[[ RECORDS FOR THIS EXERCISE, beginning ]]

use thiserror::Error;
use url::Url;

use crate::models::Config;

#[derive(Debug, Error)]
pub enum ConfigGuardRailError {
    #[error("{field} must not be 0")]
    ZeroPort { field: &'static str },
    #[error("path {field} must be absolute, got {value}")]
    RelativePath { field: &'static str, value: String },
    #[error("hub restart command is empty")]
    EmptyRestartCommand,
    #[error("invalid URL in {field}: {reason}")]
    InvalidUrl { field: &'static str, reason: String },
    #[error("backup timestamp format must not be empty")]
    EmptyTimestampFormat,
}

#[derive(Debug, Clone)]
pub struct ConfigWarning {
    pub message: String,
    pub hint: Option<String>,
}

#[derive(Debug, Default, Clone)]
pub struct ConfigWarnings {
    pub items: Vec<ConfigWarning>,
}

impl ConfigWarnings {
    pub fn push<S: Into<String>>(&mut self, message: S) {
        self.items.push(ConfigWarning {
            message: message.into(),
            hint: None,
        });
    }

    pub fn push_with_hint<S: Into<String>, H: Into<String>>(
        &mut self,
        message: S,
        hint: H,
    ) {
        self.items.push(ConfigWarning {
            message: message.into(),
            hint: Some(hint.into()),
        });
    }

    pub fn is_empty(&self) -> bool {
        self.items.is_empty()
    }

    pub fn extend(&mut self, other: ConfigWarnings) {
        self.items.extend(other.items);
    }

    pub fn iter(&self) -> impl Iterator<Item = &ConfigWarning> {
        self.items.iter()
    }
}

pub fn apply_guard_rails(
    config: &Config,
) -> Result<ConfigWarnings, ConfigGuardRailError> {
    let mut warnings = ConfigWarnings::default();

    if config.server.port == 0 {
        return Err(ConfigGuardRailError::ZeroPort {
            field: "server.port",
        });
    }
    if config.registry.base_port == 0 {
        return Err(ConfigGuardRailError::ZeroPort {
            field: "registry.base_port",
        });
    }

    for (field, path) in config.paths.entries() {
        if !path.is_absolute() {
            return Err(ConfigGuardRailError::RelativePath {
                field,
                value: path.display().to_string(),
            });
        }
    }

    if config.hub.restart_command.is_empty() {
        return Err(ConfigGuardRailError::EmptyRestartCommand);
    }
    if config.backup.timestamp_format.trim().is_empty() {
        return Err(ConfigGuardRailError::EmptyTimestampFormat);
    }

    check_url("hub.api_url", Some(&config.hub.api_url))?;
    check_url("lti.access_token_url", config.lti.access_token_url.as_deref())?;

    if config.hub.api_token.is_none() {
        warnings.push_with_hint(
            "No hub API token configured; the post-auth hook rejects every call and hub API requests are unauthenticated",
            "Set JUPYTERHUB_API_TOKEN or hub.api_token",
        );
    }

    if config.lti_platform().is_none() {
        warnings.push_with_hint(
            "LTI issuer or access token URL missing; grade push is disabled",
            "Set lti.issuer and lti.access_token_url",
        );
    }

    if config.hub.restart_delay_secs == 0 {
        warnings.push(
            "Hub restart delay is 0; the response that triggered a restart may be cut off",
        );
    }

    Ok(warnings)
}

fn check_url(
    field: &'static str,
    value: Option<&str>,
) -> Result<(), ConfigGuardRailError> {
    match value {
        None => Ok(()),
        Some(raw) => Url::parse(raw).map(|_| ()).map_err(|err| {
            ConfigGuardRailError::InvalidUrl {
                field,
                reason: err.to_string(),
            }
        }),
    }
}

[[ RECORDS FOR THIS EXERCISE, end ]]
[[ RECORDS FOR THIS EXERCISE, beginning ]]

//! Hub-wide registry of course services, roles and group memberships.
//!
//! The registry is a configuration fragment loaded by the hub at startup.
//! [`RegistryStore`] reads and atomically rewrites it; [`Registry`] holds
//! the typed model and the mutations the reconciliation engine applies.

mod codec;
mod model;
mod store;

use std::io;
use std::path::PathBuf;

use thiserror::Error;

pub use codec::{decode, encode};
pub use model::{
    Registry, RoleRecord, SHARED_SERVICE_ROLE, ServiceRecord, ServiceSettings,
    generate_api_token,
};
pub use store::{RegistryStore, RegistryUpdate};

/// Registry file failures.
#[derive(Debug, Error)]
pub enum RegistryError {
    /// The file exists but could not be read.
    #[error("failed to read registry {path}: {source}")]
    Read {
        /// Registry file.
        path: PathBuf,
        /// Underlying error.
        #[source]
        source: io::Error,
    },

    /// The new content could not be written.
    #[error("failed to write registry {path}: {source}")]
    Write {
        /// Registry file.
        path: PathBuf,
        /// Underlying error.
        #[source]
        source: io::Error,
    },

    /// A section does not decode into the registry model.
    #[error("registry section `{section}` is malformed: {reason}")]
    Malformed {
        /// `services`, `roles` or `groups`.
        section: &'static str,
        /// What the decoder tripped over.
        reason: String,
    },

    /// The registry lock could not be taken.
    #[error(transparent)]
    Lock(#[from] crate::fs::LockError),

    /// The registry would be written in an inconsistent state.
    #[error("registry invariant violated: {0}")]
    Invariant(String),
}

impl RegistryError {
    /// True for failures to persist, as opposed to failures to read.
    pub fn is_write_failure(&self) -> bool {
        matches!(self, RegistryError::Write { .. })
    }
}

[[ RECORDS FOR THIS EXERCISE, end ]]
[[ RECORDS FOR THIS EXERCISE, beginning ]]

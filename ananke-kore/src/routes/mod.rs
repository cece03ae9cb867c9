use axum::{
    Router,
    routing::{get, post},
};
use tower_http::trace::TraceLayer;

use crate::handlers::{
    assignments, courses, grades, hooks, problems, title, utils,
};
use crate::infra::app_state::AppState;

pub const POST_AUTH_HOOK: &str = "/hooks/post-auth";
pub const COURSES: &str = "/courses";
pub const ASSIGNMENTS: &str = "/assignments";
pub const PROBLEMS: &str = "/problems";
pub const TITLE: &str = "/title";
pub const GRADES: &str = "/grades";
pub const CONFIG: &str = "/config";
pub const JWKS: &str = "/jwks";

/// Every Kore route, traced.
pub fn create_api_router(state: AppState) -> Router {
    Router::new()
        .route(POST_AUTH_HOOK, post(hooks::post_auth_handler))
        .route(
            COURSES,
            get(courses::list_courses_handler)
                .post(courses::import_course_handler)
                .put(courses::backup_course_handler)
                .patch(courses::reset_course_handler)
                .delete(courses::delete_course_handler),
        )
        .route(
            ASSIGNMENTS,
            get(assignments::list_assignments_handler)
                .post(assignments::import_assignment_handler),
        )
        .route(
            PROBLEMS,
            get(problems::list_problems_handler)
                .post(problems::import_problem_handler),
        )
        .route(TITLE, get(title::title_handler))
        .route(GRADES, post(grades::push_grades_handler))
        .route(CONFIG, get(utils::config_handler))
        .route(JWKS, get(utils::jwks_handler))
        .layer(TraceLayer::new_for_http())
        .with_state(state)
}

[[ RECORDS FOR THIS EXERCISE, end ]]

EXERCISE PROMPT:
Your answer should be one number: how many lines in the material hold the string "utils".

WRITTEN ANSWER:
3